I have recently been working on a project that handles Tiff images, specifically multipage images. The program will take the existing file, load each page to an image array and using:

C#
List<Bitmap> images = new List<Bitmap>(200);

for (int i = 0; i < 200; i++)
{
     Graphics gr = Graphics.FromImage(images[i]);
     PointF _Point = new PointF(0, 0);
     gr.DrawString("Watermark", Font, Colour.Black, _Point);
} 


I would place it to top left corner of each page. Once all pages are marked the program then puts the pages back together as a new file.

Now my problem is not that it is Not working, in fact it works fine. Instead the problem is speed. For example, 200 pages multipage tiff take about 50 seconds to process. I have seen other software's do it in less than 15 for same document. Is there a way to increase the speed of the Graphics class to process the images from my array faster?

Or is System.Drawing just not going to cut it?
Posted
Comments
Matt T Heffron 5-May-15 20:09pm    
So, which is the slow part?
Get some timing.
Move the initialization of _Point out of the loop.
You don't need a new one each time.
(This isn't the slow part! ...but removing redundant work from the loop shouldn't hurt.)
Silver13 5-May-15 21:41pm    
Thanks for the tip, I have moved the unnecessary items out of the loop like you suggested, but I don't see the improvement. I am starting to think I am doing this wrong by putting the images in an array. Instead of pushing it though as a stream ... maybe a MemoryStream()?
Sergey Alexandrovich Kryukov 5-May-15 21:32pm    
Why doing all that?
—SA
Silver13 5-May-15 21:43pm    
The project that I am working on requires me to take the tiff image and put text on each page as a watermark.
Sergey Alexandrovich Kryukov 5-May-15 23:03pm    
You call it watermark? Well, well...
—SA

1 solution

Have you tried to BitBlt your Watermark instead over rendering it over and over again?

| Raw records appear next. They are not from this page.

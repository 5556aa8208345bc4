//! The `{data, loading, error}` container owned by each controller or facade.
//!
//! # Design
//! State lives in a `tokio::sync::watch` channel: the owner writes through
//! the sender, and observers either borrow a snapshot or subscribe to change
//! notifications. There is one `loading` flag per container, not a counter,
//! so overlapping requests share it.
//!
//! Every request takes a `Ticket` from `begin`. Under
//! `SettlePolicy::LastSettled` tickets are ignored and whichever request
//! settles last owns the final state. Under `SettlePolicy::LatestIssued` only
//! the newest ticket may write; older results are dropped on arrival.
//! Generation bumps and settle checks both happen inside the channel's write
//! lock, so a stale settle can never interleave with a newer `begin`.
//!
//! Callers hold a `Pending` guard across the await. If the request future is
//! dropped before it settles, the guard settles the ticket with no result, so
//! `loading` never outlives the request that set it.

use std::sync::atomic::{AtomicU64, Ordering};

use tokio::sync::watch;
use tracing::debug;

/// Snapshot of one request lifecycle container.
#[derive(Debug, Clone, PartialEq)]
pub struct RequestState<T> {
    /// Result of the last successful request. Failures leave it untouched.
    pub data: Option<T>,
    pub loading: bool,
    pub error: Option<String>,
}

impl<T> Default for RequestState<T> {
    fn default() -> Self {
        Self {
            data: None,
            loading: false,
            error: None,
        }
    }
}

impl<T> RequestState<T> {
    pub fn is_error(&self) -> bool {
        self.error.is_some()
    }
}

/// Which settled request is allowed to write state when several overlap.
#[derive(Debug, Clone, Copy, PartialEq, Eq, Default)]
pub enum SettlePolicy {
    /// Every settlement writes; the last one to resolve wins.
    #[default]
    LastSettled,
    /// Only the most recently issued request writes; stale ones are dropped.
    LatestIssued,
}

#[derive(Debug, Clone, Copy, PartialEq, Eq)]
pub(crate) struct Ticket(u64);

pub(crate) struct StateCell<T> {
    tx: watch::Sender<RequestState<T>>,
    issued: AtomicU64,
    policy: SettlePolicy,
}

impl<T> StateCell<T> {
    pub(crate) fn new(policy: SettlePolicy) -> Self {
        let (tx, _) = watch::channel(RequestState::default());
        Self {
            tx,
            issued: AtomicU64::new(0),
            policy,
        }
    }

    pub(crate) fn policy(&self) -> SettlePolicy {
        self.policy
    }

    /// Enter Pending: `loading = true`, `error` cleared, `data` kept.
    pub(crate) fn begin(&self) -> Ticket {
        let mut ticket = Ticket(0);
        self.tx.send_modify(|state| {
            ticket = Ticket(self.issued.fetch_add(1, Ordering::SeqCst) + 1);
            state.loading = true;
            state.error = None;
        });
        ticket
    }

    pub(crate) fn succeed(&self, ticket: Ticket, data: T) -> bool {
        self.settle(ticket, |state| {
            state.data = Some(data);
            state.error = None;
        })
    }

    pub(crate) fn fail(&self, ticket: Ticket, message: String) -> bool {
        let message = if message.is_empty() {
            "request failed".to_string()
        } else {
            message
        };
        self.settle(ticket, |state| state.error = Some(message))
    }

    fn settle(&self, ticket: Ticket, apply: impl FnOnce(&mut RequestState<T>)) -> bool {
        self.tx.send_if_modified(|state| {
            if self.policy == SettlePolicy::LatestIssued {
                let latest = self.issued.load(Ordering::SeqCst);
                if ticket.0 != latest {
                    debug!(ticket = ticket.0, latest, "discarding stale response");
                    return false;
                }
            }
            apply(state);
            state.loading = false;
            true
        })
    }

    /// Guard `ticket` until it settles.
    pub(crate) fn pending(&self, ticket: Ticket) -> Pending<'_, T> {
        Pending {
            cell: self,
            ticket: Some(ticket),
        }
    }

    pub(crate) fn with<R>(&self, f: impl FnOnce(&RequestState<T>) -> R) -> R {
        f(&self.tx.borrow())
    }

    pub(crate) fn subscribe(&self) -> watch::Receiver<RequestState<T>> {
        self.tx.subscribe()
    }
}

impl<T: Clone> StateCell<T> {
    pub(crate) fn snapshot(&self) -> RequestState<T> {
        self.tx.borrow().clone()
    }
}

/// An issued ticket that has not settled yet.
pub(crate) struct Pending<'a, T> {
    cell: &'a StateCell<T>,
    ticket: Option<Ticket>,
}

impl<T> Pending<'_, T> {
    pub(crate) fn succeed(mut self, data: T) -> bool {
        match self.ticket.take() {
            Some(ticket) => self.cell.succeed(ticket, data),
            None => false,
        }
    }

    pub(crate) fn fail(mut self, message: String) -> bool {
        match self.ticket.take() {
            Some(ticket) => self.cell.fail(ticket, message),
            None => false,
        }
    }
}

impl<T> Drop for Pending<'_, T> {
    fn drop(&mut self) {
        if let Some(ticket) = self.ticket.take() {
            debug!(ticket = ticket.0, "request dropped before settling");
            self.cell.settle(ticket, |_| {});
        }
    }
}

What I would do, is something like this:

- Create a transparent Bitmap in memory
- Render my Watermark string ONLY ONCE into this bitmap
- Use the BitBlt method to just "copy" my watermark on each of the pages.

It's a bit down into Windows-Api but I can at least give you the DllImport Statement for BitBlt - I have done something similar years ago - when I am at home I can take a look through my archives - maybe you have luck and I find the code, but it wasn't that hard.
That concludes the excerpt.